À ce moment, le téléphone sonna à nouveau. Katia décrocha, le cœur battant : « Surtout, pas de mauvaise nouvelle… »
— Allô, ma chère Katia ?
— Klavdia Mikhaïlovna ! Comment vous sentez-vous ?
— Ma chérie, je ne peux pas beaucoup parler, mais j’ai persuadé l’infirmière de vous passer le téléphone. Écoute-moi bien : tu dois absolument venir à la datcha. Le frère de Nikita est là. Ne le laisse pas partir. Je t’expliquerai tout quand tu pourras venir.
— Klavdia Mikhaïlovna, nous l’avons déjà rencontré. Il restera avec vous.
La belle-mère se calma immédiatement.
— Très bien. C’est juste. Je dois lui parler de sa mère… Pardonne-moi, Katia, d’avoir gardé le silence si longtemps. Je n’osais pas.
— Et Nikita savait-il ?
— Non. Il nous considérait comme une famille, et c’était vrai pour lui.
Deux semaines plus tard, Klavdia Mikhaïlovna fut autorisée à sortir. Katia et Misha — le frère de Nikita — vinrent la chercher. La belle-mère serra Misha dans ses bras comme s’il était son propre fils :
— Allons au cimetière, dit-elle.
Ils se rendirent à la tombe du mari de Katia.
— Je voulais qu’on l’enterre ici, près de nous, déclara Klavdia Mikhaïlovna en s’écartant. — Et là, c’est la tombe de ta mère, Misha.

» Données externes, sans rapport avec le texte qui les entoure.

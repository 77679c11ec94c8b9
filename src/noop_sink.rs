use crate::sink::LogSink;
use async_trait::async_trait;
use std::error::Error;

/// A sink that simply drops all lines.
///
/// Useful for measuring the overhead of layout and encoding without any
/// I/O, and for tests that don't care about output.
#[derive(Clone, Default)]
pub struct NoopSink;

#[async_trait]
impl LogSink for NoopSink {
    async fn send(&self, _line: &str) -> Result<(), Box<dyn Error + Send + Sync>> {
        Ok(())
    }
}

Misha franchit la barrière.
— J’ai fait tout ce que j’ai pu. Nina a lutté pendant sept ans… sept ans, puis plus rien. C’était une femme bonne, mais la vie lui a été dure. Ne sois pas trop dure avec elle. Elle n’aurait pas pu faire autrement. Elle est venue me voir plusieurs fois quand Nikita était encore petit. Elle disait qu’elle t’avait vue… Mais ta mère lui avait interdit de revenir. Elle a vécu avec cette douleur, rongée par la culpabilité.

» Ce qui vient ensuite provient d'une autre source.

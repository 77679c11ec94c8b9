use std::sync::Arc;
use tokio::time::{sleep, Duration};
use tracing::{error, info, warn};

use json_log_layout::identity::EnvIdentity;
use json_log_layout::init::{init_tracing_with_config, LayerConfig};
use json_log_layout::writer_sink::FileSink;
use json_log_layout::{JsonLayout, LayoutConfig};

/// Writes JSON lines to `app.json.log`. Set `JSON_LOGGING_NODE`,
/// `JSON_LOGGING_CLUSTER`, ... to see identity fields appear under `id`.
#[tokio::main]
async fn main() -> Result<(), Box<dyn std::error::Error + Send + Sync>> {
    let layout = JsonLayout::new(LayoutConfig::new("app.json.log", "Acme DB"), Arc::new(EnvIdentity))?;
    let sink = Arc::new(FileSink::open("app.json.log").await?);

    let config = LayerConfig { enable_stdout: true, ..LayerConfig::default() };
    init_tracing_with_config(Arc::new(layout), sink, config);

    info!(user = "alice", "session opened");
    warn!(marker = "AUDIT", user = "alice", "password about to expire");
    error!(exception = "stack trace\n\tat frame", "request failed");

    sleep(Duration::from_secs(2)).await;
    Ok(())
}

Ils restèrent longtemps au cimetière. Klavdia Mikhaïlovna parlait, tandis que Katia et Misha l’écoutaient en silence. Le soir venu, ils retournèrent ensemble à la datcha. La belle-mère regarda les visiteurs et sourit :
— Misha, ne pars pas, je t’en prie.
— Comment pourrais-je ? répondit-il. — Je pense déjà à m’installer ici.
Un an plus tard, Klavdia Mikhaïlovna invita Katia chez elle.
— Katia, tu crois que je ne vois rien ? Que je ne comprends pas ?
Katia éclata en sanglots.
— Pardonnez-moi… je ne m’attendais pas à tout ça…
— Pourquoi demander pardon ? Ne dis pas ça maintenant ! reprit la belle-mère d’une voix douce mais ferme. — Ce que je voulais dire, c’est qu’il est temps que vous arrêtiez de vous cacher. Officialisez votre relation.
Katia la regarda, surprise :
— Vous… vous êtes d’accord ?
— Bien sûr, ma chérie ! Je ne souhaite que cela ! Je veux que vous restiez près de moi. Même si c’est peut-être un désir un peu égoïste de ma vieillesse.
Un an plus tard, Katia et Misha eurent une petite fille qu’ils nommèrent Verochka.